Um motorista procurou o Patos Online para questionar uma multa de trânsito recebida após estacionar em uma vaga reservada para pessoas com deficiência, na Avenida Epitácio Pessoa, no Centro de Patos. Segundo Gustavo Sérgio, a autuação ocorreu em um trecho que passou por intervenções de recapeamento e que, na ocasião, não contaria com sinalização horizontal adequada.
De acordo com os dados do Auto de Infração de Trânsito (AIT), a autuação ocorreu no dia 24 de julho de 2026, às 9h36, na Avenida Epitácio Pessoa, nº 270. A infração registrada foi a de estacionar em vaga reservada a pessoas com deficiência sem credencial. Na observação do auto consta que o condutor estava ausente e que o veículo não possuía o cartão de identificação exigido para utilização da vaga.
Gustavo afirma que não questiona a importância das vagas destinadas às pessoas com deficiência, mas contesta as condições de sinalização existentes no local no momento da autuação.
Segundo o motorista, devido ao recapeamento realizado na cidade, a sinalização horizontal teria sido retirada ou ainda não teria sido refeita. Ele também alega que a sinalização vertical apresentava visibilidade prejudicada por banners comerciais instalados nas proximidades.
“Não se discute a importância de vagas reservadas, não é esse o objetivo. Falo sobre a sinalização”, relatou.

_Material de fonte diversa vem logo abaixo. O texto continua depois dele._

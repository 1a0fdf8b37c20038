use std::fs::File;
use std::io::BufWriter;
use std::path::Path;

use printpdf::{
    BuiltinFont, Color, IndirectFontRef, Mm, PdfDocument, PdfDocumentReference,
    PdfLayerReference, Pt, Rect,
};
use thiserror::Error;

use crate::domain::layout::{FontWeight, LayoutGeometry, ReportCanvas, Rgb, TextStyle};

const LAYER_NAME: &str = "Report";

#[derive(Debug, Error)]
pub enum RenderError {
    #[error("pdf generation failed: {0}")]
    Pdf(#[from] printpdf::Error),
    #[error("failed to write report: {0}")]
    Io(#[from] std::io::Error),
}

/// PDF document whose pages all share the size of the layout geometry.
pub struct PdfCanvas {
    document: PdfDocumentReference,
    layer: PdfLayerReference,
    regular: IndirectFontRef,
    bold: IndirectFontRef,
    width: Mm,
    height: Mm,
}

impl PdfCanvas {
    pub fn new(title: &str, geometry: &LayoutGeometry) -> Result<Self, RenderError> {
        let width = Mm::from(Pt(geometry.page_width));
        let height = Mm::from(Pt(geometry.page_height));
        let (document, page, layer) = PdfDocument::new(title, width, height, LAYER_NAME);
        let regular = document.add_builtin_font(BuiltinFont::Helvetica)?;
        let bold = document.add_builtin_font(BuiltinFont::HelveticaBold)?;
        let layer = document.get_page(page).get_layer(layer);

        Ok(Self {
            document,
            layer,
            regular,
            bold,
            width,
            height,
        })
    }
}

fn to_color(color: Rgb) -> Color {
    Color::Rgb(printpdf::Rgb::new(
        f32::from(color.r) / 255.0,
        f32::from(color.g) / 255.0,
        f32::from(color.b) / 255.0,
        None,
    ))
}

fn mm(points: f32) -> Mm {
    Mm::from(Pt(points))
}

impl ReportCanvas for PdfCanvas {
    type Error = RenderError;

    fn draw_text(&mut self, x: f32, y: f32, text: &str, style: TextStyle) {
        let font = match style.weight {
            FontWeight::Regular => &self.regular,
            FontWeight::Bold => &self.bold,
        };
        self.layer.set_fill_color(to_color(style.color));
        self.layer.use_text(text, style.size, mm(x), mm(y), font);
    }

    fn draw_filled_rect(&mut self, x: f32, y: f32, width: f32, height: f32, color: Rgb) {
        self.layer.set_fill_color(to_color(color));
        self.layer
            .add_rect(Rect::new(mm(x), mm(y), mm(x + width), mm(y + height)));
    }

    fn new_page(&mut self) {
        let (page, layer) = self.document.add_page(self.width, self.height, LAYER_NAME);
        self.layer = self.document.get_page(page).get_layer(layer);
    }

    fn save(self, path: &Path) -> Result<(), Self::Error> {
        let mut writer = BufWriter::new(File::create(path)?);
        self.document.save(&mut writer)?;
        Ok(())
    }
}

#[cfg(test)]
mod tests {
    use crate::domain::layout::{
        BLACK, FontWeight, LayoutGeometry, ROW_SHADE, ReportCanvas, TextStyle,
    };

    use super::PdfCanvas;

    #[test]
    fn writes_multi_page_pdf() {
        let dir = tempfile::tempdir().expect("tempdir should be created");
        let path = dir.path().join("report.pdf");
        let style = TextStyle {
            weight: FontWeight::Regular,
            size: 10.0,
            color: BLACK,
        };

        let mut canvas =
            PdfCanvas::new("test", &LayoutGeometry::default()).expect("canvas should build");
        canvas.draw_filled_rect(50.0, 400.0, 200.0, 14.0, ROW_SHADE);
        canvas.draw_text(55.0, 405.0, "Seite 1", style);
        canvas.new_page();
        canvas.draw_text(55.0, 405.0, "Seite 2", style);
        canvas.save(&path).expect("pdf should be written");

        let bytes = std::fs::read(&path).expect("pdf should be readable");
        assert!(bytes.starts_with(b"%PDF"));
    }
}
use wallbox_reporter::app::{CycleOutcome, DeliveryMode, run_once};
use wallbox_reporter::domain::models::ReportPeriod;

fn main() {
    if let Err(error) = run() {
        eprintln!("report run failed: {error}");
        std::process::exit(1);
    }
}

fn run() -> Result<(), String> {
    let mut period = None;
    let mut mode = DeliveryMode::Send;

    let args: Vec<String> = std::env::args().skip(1).collect();
    let mut index = 0;
    while index < args.len() {
        match args[index].as_str() {
            "--period" => {
                let Some(value) = args.get(index + 1) else {
                    return Err("--period requires a value".to_string());
                };
                let parsed = value
                    .parse::<ReportPeriod>()
                    .map_err(|error| format!("invalid --period {value:?}: {error}"))?;
                period = Some(parsed);
                index += 2;
            }
            "--no-send" => {
                mode = DeliveryMode::RenderOnly;
                index += 1;
            }
            "--help" | "-h" => {
                print_help();
                return Ok(());
            }
            other => {
                return Err(format!("unknown argument: {other}"));
            }
        }
    }

    match run_once(period, mode).map_err(|error| error.to_string())? {
        CycleOutcome::Delivered {
            report_path,
            sessions,
        } => println!(
            "report with {sessions} sessions sent: {}",
            report_path.display()
        ),
        CycleOutcome::Rendered {
            report_path,
            sessions,
        } => println!(
            "report with {sessions} sessions written: {}",
            report_path.display()
        ),
        CycleOutcome::NoData => println!("no charging sessions in period, nothing to report"),
        CycleOutcome::DeliveryFailed { report_path, error } => {
            return Err(format!(
                "report written to {} but delivery failed: {error}",
                report_path.display()
            ));
        }
    }
    Ok(())
}

fn print_help() {
    println!("wallbox_reporter");
    println!();
    println!("Usage:");
    println!("  cargo run --bin wallbox_reporter -- [--period <YYYY-MM>] [--no-send]");
    println!();
    println!("Options:");
    println!("  --period <YYYY-MM>   month to report (default: scheduled target month)");
    println!("  --no-send            write the PDF without sending any message");
}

O motorista informou ainda que apresentou defesa prévia junto à STTrans, acompanhada de fotografias que, segundo ele, demonstrariam a ausência da sinalização. Entretanto, a defesa não foi acolhida.
Conforme o documento referente ao processo, a defesa prévia foi considerada não acolhida, com o Auto de Infração mantido como “subistente e regular”. O processo teve entrada em 27 de julho de 2026.
Gustavo também criticou a decisão e afirmou ter procurado pessoalmente a STTrans para obter esclarecimentos. Segundo ele, a orientação recebida foi de que poderia recorrer ao Poder Judiciário.
Procurado pelo Patos Online, o superintendente da STTrans, Ítalo Torres, afirmou que a autuação foi realizada com base na legislação de trânsito vigente e que havia sinalização vertical indicando a existência da vaga reservada.
Ainda segundo Ítalo, as imagens apresentadas pelo motorista durante a defesa não foram consideradas suficientes para comprovar, de maneira inequívoca, que as condições mostradas nas fotografias eram as mesmas existentes no local na data e no horário em que a infração foi registrada.
O superintendente também ressaltou que a análise da defesa prévia é feita de forma técnica e independente.
Confira a explicação na íntegra:
"É necessário esclarecer que a autuação mencionada foi realizada com fundamento na legislação de trânsito vigente e que, embora o recorrente alegue suposta ausência de sinalização horizontal no local, há sinalização vertical indicando a existência da vaga reservada, na forma do §1º do art. 7º da Resolução 965/2022 do CONTRAN.
Ressalto, ainda, que as imagens apresentadas pelo recorrente em sua defesa não demonstraram de forma inequívoca que a situação retratada correspondia às condições do local na data e horário da autuação, tão pouco retratavam as alegações aventadas no recurso, razão pela qual não foram suficientes para afastar a presunção de legitimidade do Auto de Infração.
Importante destacar que a análise da defesa prévia é realizada de forma técnica, colegiada, impessoal e independente, não havendo qualquer tipo de intervenção pessoal ou interferência da Superintendência nas decisões proferidas.
Por fim, a decisão proferida na defesa prévia não encerra a possibilidade de contestação administrativa. O interessado poderá exercer seu direito de recurso nas instâncias competentes, inclusive perante a JARI e, quando cabível, ao CETRAN-PB, observados os prazos e procedimentos previstos na legislação.
Nós reafirmamos nosso compromisso com a legalidade, a impessoalidade e o respeito ao direito de defesa de todos os cidadãos."